======== Input for this task

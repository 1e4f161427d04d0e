/// VulkanBuffer - Vulkan implementation of the Buffer trait
///
/// Memory is allocated directly with `vkAllocateMemory` from the first
/// memory type that matches the buffer's requirements and the requested
/// properties. Host-visible buffers are written by mapping; device-local
/// buffers go through a temporary staging buffer and a one-shot copy.

use ash::vk;
use std::sync::{Arc, Mutex, MutexGuard};

use thrianta_engine::thrianta::render::{Buffer, BufferDesc, BufferUsage, MemoryPropertyFlags};
use thrianta_engine::thrianta::{Error, Result};
use thrianta_engine::{engine_err, engine_error, engine_trace};

use crate::vulkan_command_buffer::begin_single_use;
use crate::vulkan_context::GpuContext;

const SOURCE: &str = "thrianta::vulkan";

pub struct VulkanBuffer {
    ctx: Arc<GpuContext>,
    pub(crate) handle: vk::Buffer,
    memory: vk::DeviceMemory,
    memory_index: u32,
    size: u64,
    usage: BufferUsage,
    memory_flags: MemoryPropertyFlags,
    /// Serializes mapping; a memory object may only be mapped once at a time
    map_lock: Mutex<()>,
}

/// Mapped range of a buffer, unmapped on drop
pub struct MappedMemory<'a> {
    buffer: &'a VulkanBuffer,
    ptr: *mut u8,
    len: usize,
    _guard: MutexGuard<'a, ()>,
}

impl MappedMemory<'_> {
    pub fn as_mut_slice(&mut self) -> &mut [u8] {
        unsafe { std::slice::from_raw_parts_mut(self.ptr, self.len) }
    }
}

impl Drop for MappedMemory<'_> {
    fn drop(&mut self) {
        self.buffer.unlock_memory();
    }
}

fn create_handle(device: &ash::Device, size: u64, usage: BufferUsage) -> Result<(vk::Buffer, vk::MemoryRequirements)> {
    let create_info = vk::BufferCreateInfo::default()
        .size(size)
        .usage(vk::BufferUsageFlags::from_raw(usage.bits()))
        .sharing_mode(vk::SharingMode::EXCLUSIVE);

    unsafe {
        let handle = device.create_buffer(&create_info, None)
            .map_err(|e| engine_err!(SOURCE, "Failed to create buffer of size {} bytes: {:?}", size, e))?;
        let requirements = device.get_buffer_memory_requirements(handle);
        Ok((handle, requirements))
    }
}

fn allocate_memory(device: &ash::Device, size: u64, memory_index: u32) -> Result<vk::DeviceMemory> {
    let allocate_info = vk::MemoryAllocateInfo::default()
        .allocation_size(size)
        .memory_type_index(memory_index);

    unsafe { device.allocate_memory(&allocate_info, None) }.map_err(|e| {
        let size_mb = size as f64 / (1024.0 * 1024.0);
        engine_error!(SOURCE, "Buffer memory allocation failed ({:.2} MB): {:?}", size_mb, e);
        match e {
            vk::Result::ERROR_OUT_OF_DEVICE_MEMORY | vk::Result::ERROR_OUT_OF_HOST_MEMORY => Error::OutOfMemory,
            _ => Error::BackendError(format!("Failed to allocate buffer memory: {:?}", e)),
        }
    })
}

fn check_range(offset: u64, len: u64, size: u64) -> Result<()> {
    match offset.checked_add(len) {
        Some(end) if end <= size => Ok(()),
        _ => Err(Error::InvalidResource(format!(
            "Range {}..{} exceeds buffer size {}",
            offset,
            offset.saturating_add(len),
            size
        ))),
    }
}

impl VulkanBuffer {
    pub fn new(ctx: Arc<GpuContext>, desc: &BufferDesc) -> Result<Self> {
        if desc.size == 0 {
            return Err(Error::InvalidResource("Buffer size must be nonzero".to_string()));
        }

        let (handle, requirements) = create_handle(&ctx.device, desc.size, desc.usage)?;

        let memory_index = match ctx.memory_type_index(requirements.memory_type_bits, desc.memory) {
            Ok(index) => index,
            Err(e) => {
                unsafe { ctx.device.destroy_buffer(handle, None) };
                return Err(e);
            }
        };

        let memory = match allocate_memory(&ctx.device, requirements.size, memory_index) {
            Ok(memory) => memory,
            Err(e) => {
                unsafe { ctx.device.destroy_buffer(handle, None) };
                return Err(e);
            }
        };

        let buffer = Self {
            ctx,
            handle,
            memory,
            memory_index,
            size: desc.size,
            usage: desc.usage,
            memory_flags: desc.memory,
            map_lock: Mutex::new(()),
        };

        if desc.bind_on_create {
            buffer.bind(0)?;
        }

        engine_trace!(SOURCE, "Created buffer: {} bytes, {:?}, memory type {}", desc.size, desc.usage, memory_index);
        Ok(buffer)
    }

    pub fn size(&self) -> u64 {
        self.size
    }

    pub fn usage(&self) -> BufferUsage {
        self.usage
    }

    pub fn memory_flags(&self) -> MemoryPropertyFlags {
        self.memory_flags
    }

    pub fn bind(&self, offset: u64) -> Result<()> {
        unsafe { self.ctx.device.bind_buffer_memory(self.handle, self.memory, offset) }
            .map_err(|e| engine_err!(SOURCE, "Failed to bind buffer memory at offset {}: {:?}", offset, e))
    }

    /// Map `size` bytes at `offset`
    pub fn lock_memory(&self, offset: u64, size: u64) -> Result<MappedMemory<'_>> {
        if size == 0 {
            return Err(Error::InvalidResource("Cannot map an empty range".to_string()));
        }
        check_range(offset, size, self.size)?;
        let guard = self
            .map_lock
            .lock()
            .map_err(|_| engine_err!(SOURCE, "Buffer map lock poisoned"))?;

        let ptr = unsafe {
            self.ctx
                .device
                .map_memory(self.memory, offset, size, vk::MemoryMapFlags::empty())
                .map_err(|e| engine_err!(SOURCE, "Failed to map buffer memory: {:?}", e))?
        };

        Ok(MappedMemory {
            buffer: self,
            ptr: ptr as *mut u8,
            len: size as usize,
            _guard: guard,
        })
    }

    fn unlock_memory(&self) {
        unsafe {
            self.ctx.device.unmap_memory(self.memory);
        }
    }

    /// Map, copy `data` to `offset`, unmap
    pub fn load_data(&self, offset: u64, data: &[u8]) -> Result<()> {
        if data.is_empty() {
            return Ok(());
        }
        let mut mapped = self.lock_memory(offset, data.len() as u64)?;
        mapped.as_mut_slice().copy_from_slice(data);
        Ok(())
    }

    /// Copy `size` bytes to `dest` with a one-shot command on the graphics
    /// queue, blocking until it completes
    pub fn copy_to(&self, src_offset: u64, dest: &VulkanBuffer, dest_offset: u64, size: u64) -> Result<()> {
        check_range(src_offset, size, self.size)?;
        check_range(dest_offset, size, dest.size)?;
        copy_buffer(&self.ctx, self.handle, src_offset, dest.handle, dest_offset, size)
    }

    /// Write through a temporary host-visible staging buffer
    pub fn upload_via_staging(&self, offset: u64, data: &[u8]) -> Result<()> {
        let staging = VulkanBuffer::new(Arc::clone(&self.ctx), &BufferDesc::staging(data.len() as u64))?;
        staging.load_data(0, data)?;
        staging.copy_to(0, self, offset, data.len() as u64)
    }

    /// Memory type the buffer's memory was allocated from
    pub fn memory_type_index(&self) -> u32 {
        self.memory_index
    }

    /// Memory types the driver allows for the current buffer handle
    pub fn memory_type_bits(&self) -> u32 {
        unsafe { self.ctx.device.get_buffer_memory_requirements(self.handle) }.memory_type_bits
    }

    /// Replace the buffer with a larger one, keeping the old contents
    pub fn resize(&mut self, new_size: u64) -> Result<()> {
        if new_size < self.size {
            return Err(Error::InvalidResource(format!(
                "Cannot shrink buffer from {} to {} bytes",
                self.size, new_size
            )));
        }

        let device = &self.ctx.device;
        let (handle, requirements) = create_handle(device, new_size, self.usage)?;
        let memory_index = match self.ctx.memory_type_index(requirements.memory_type_bits, self.memory_flags) {
            Ok(index) => index,
            Err(e) => {
                unsafe { device.destroy_buffer(handle, None) };
                return Err(e);
            }
        };
        let memory = match allocate_memory(device, requirements.size, memory_index) {
            Ok(memory) => memory,
            Err(e) => {
                unsafe { device.destroy_buffer(handle, None) };
                return Err(e);
            }
        };

        let copied = unsafe { device.bind_buffer_memory(handle, memory, 0) }
            .map_err(|e| engine_err!(SOURCE, "Failed to bind resized buffer memory: {:?}", e))
            .and_then(|_| copy_buffer(&self.ctx, self.handle, 0, handle, 0, self.size))
            .and_then(|_| {
                unsafe { device.device_wait_idle() }
                    .map_err(|e| engine_err!(SOURCE, "Failed to wait idle during buffer resize: {:?}", e))
            });

        if let Err(e) = copied {
            unsafe {
                device.free_memory(memory, None);
                device.destroy_buffer(handle, None);
            }
            return Err(e);
        }

        unsafe {
            device.free_memory(self.memory, None);
            device.destroy_buffer(self.handle, None);
        }
        engine_trace!(SOURCE, "Resized buffer {} -> {} bytes", self.size, new_size);
        self.handle = handle;
        self.memory = memory;
        self.memory_index = memory_index;
        self.size = new_size;
        Ok(())
    }
}

fn copy_buffer(
    ctx: &GpuContext,
    source: vk::Buffer,
    src_offset: u64,
    dest: vk::Buffer,
    dest_offset: u64,
    size: u64,
) -> Result<()> {
    let commands = begin_single_use(ctx)?;
    unsafe { ctx.device.queue_wait_idle(ctx.graphics_queue) }
        .map_err(|e| engine_err!(SOURCE, "Failed to wait for graphics queue before copy: {:?}", e))?;

    let region = vk::BufferCopy {
        src_offset,
        dst_offset: dest_offset,
        size,
    };
    unsafe {
        ctx.device.cmd_copy_buffer(commands.handle(), source, dest, &[region]);
    }
    commands.submit()
}

impl Buffer for VulkanBuffer {
    fn size(&self) -> u64 {
        self.size
    }

    fn update(&self, offset: u64, data: &[u8]) -> Result<()> {
        check_range(offset, data.len() as u64, self.size)?;
        if data.is_empty() {
            return Ok(());
        }
        if self.memory_flags.contains(MemoryPropertyFlags::HOST_VISIBLE) {
            self.load_data(offset, data)
        } else {
            self.upload_via_staging(offset, data)
        }
    }
}

impl Drop for VulkanBuffer {
    fn drop(&mut self) {
        unsafe {
            self.ctx.device.destroy_buffer(self.handle, None);
            self.ctx.device.free_memory(self.memory, None);
        }
    }
}

#[cfg(test)]
#[path = "vulkan_buffer_tests.rs"]
mod tests;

================

• [Activity]
Could you return, word for word, only the lines running from the first line of the material above to the line that contains "and the requested", inclusive?

• [Exercise solution]
repository 1e4f161427d04d0e
/// VulkanBuffer - Vulkan implementation of the Buffer trait
///
/// Memory is allocated directly with `vkAllocateMemory` from the first
/// memory type that matches the buffer's requirements and the requested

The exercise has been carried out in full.